Lecture des Actes des Apôtres (1,12-14)

12 Alors les apôtres, après avoir vu Jésus s’en aller vers le ciel, retournent à Jérusalem depuis la colline appelée “mont des Oliviers”. Cette colline se trouve près de la ville, à environ une demi-heure de marche, une distance permise le jour du sabbat.

13 Quand ils arrivent à Jérusalem, ils vont dans une pièce, en haut d’une maison ; c’est là qu’ils ont l’habitude de se réunir. Il y a Pierre, Jean, Jacques et André, Philippe et Thomas, Barthélemy et Matthieu, Jacques le fils d’Alphée, Simon le zélote et Jude le fils de Jacques. 14 Tous, d’un commun accord, étaient assidus à la prière, avec des femmes, avec Marie, mère de Jésus, et les frères de celui-ci.

Parole du Seigneur.

 

Psaume

Le psaume 27 nous présente Dieu qui protège et met en sûreté – dans un espace protégé – celui qui lui fait confiance.

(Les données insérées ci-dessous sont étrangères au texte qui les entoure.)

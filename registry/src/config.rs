//! # Registry Configuration & Constants
//!
//! Every magic number in the registry lives here. The three timing/size
//! constants are part of the registry's external contract: clients observe
//! them through read-only accessors and build their signed messages around
//! them, so changing a default after deployment changes what counts as a
//! valid transaction.

use serde::{Deserialize, Serialize};

use crate::identity::Address;

// ---------------------------------------------------------------------------
// Defaults
// ---------------------------------------------------------------------------

/// Maximum number of associated addresses a single identity may hold.
///
/// Fifty keys per identity is generous. The cap exists so that the
/// recovery-time set hash and the poison-pill reconstruction stay bounded.
pub const DEFAULT_MAX_ASSOCIATED_ADDRESSES: usize = 50;

/// Cooldown between recovery actions, and the width of every post-recovery
/// trust window: the displaced-recovery-address grace period and the
/// poison-pill window. Two weeks, in seconds.
pub const DEFAULT_RECOVERY_TIMEOUT_SECS: u64 = 14 * 24 * 60 * 60;

/// Freshness window for timestamp-bound signatures. A signed message is
/// accepted while `timestamp <= now < timestamp + signature_timeout`.
/// One week, in seconds.
pub const DEFAULT_SIGNATURE_TIMEOUT_SECS: u64 = 7 * 24 * 60 * 60;

/// Human-readable prefix for Bech32-encoded Tessera addresses.
pub const ADDRESS_HRP: &str = "tess";

// ---------------------------------------------------------------------------
// RegistryConfig
// ---------------------------------------------------------------------------

/// Deployment parameters of a registry instance.
///
/// `registry_address` identifies this instance inside every signed message.
/// A signature produced for one registry is meaningless to another, which is
/// the whole point: replaying an authorization across deployments must fail.
#[derive(Debug, Clone, Serialize, Deserialize)]
pub struct RegistryConfig {
    /// The address identifying this registry instance in signed messages.
    pub registry_address: Address,
    /// Cap on `associated_addresses` per identity.
    pub max_associated_addresses: usize,
    /// Recovery cooldown and post-recovery window width, in seconds.
    pub recovery_timeout_secs: u64,
    /// Signature freshness window, in seconds.
    pub signature_timeout_secs: u64,
}

impl RegistryConfig {
    /// Configuration with the standard defaults for a registry deployed at
    /// the given address.
    pub fn new(registry_address: Address) -> Self {
        Self {
            registry_address,
            max_associated_addresses: DEFAULT_MAX_ASSOCIATED_ADDRESSES,
            recovery_timeout_secs: DEFAULT_RECOVERY_TIMEOUT_SECS,
            signature_timeout_secs: DEFAULT_SIGNATURE_TIMEOUT_SECS,
        }
    }
}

Dans les deux premières strophes du psaume, Dieu apparaît comme la forteresse (v. 1) du poète, comme la maison et le temple qui peuvent l’abriter (v. 4). Dans ces espaces d’intimité et de protection, le poète peut évoquer la « nô‘am », c’est-à-dire la beauté et la douceur de Dieu (v. 4). C’est cette douceur que l’homme veut contempler.

Et, dans la troisième strophe, ce sera le visage de Dieu que l’homme cherchera : « ton visage, Yahvéh, je rechercherai »[3]. Voilà le projet et la prière que, dans sa souffrance, le poète adresse au Seigneur : « Écoute, Yahvéh, ma voix, je t’appelle, prends pitié de moi et réponds-moi » (v. 7). Et le Seigneur interviendra pour le rassurer. Voilà pourquoi le poète, vers la fin du psaume, pourra dire : « Je crois que je verrai la bonté de Yahvéh dans la terre des vivants » (v. 13)[4].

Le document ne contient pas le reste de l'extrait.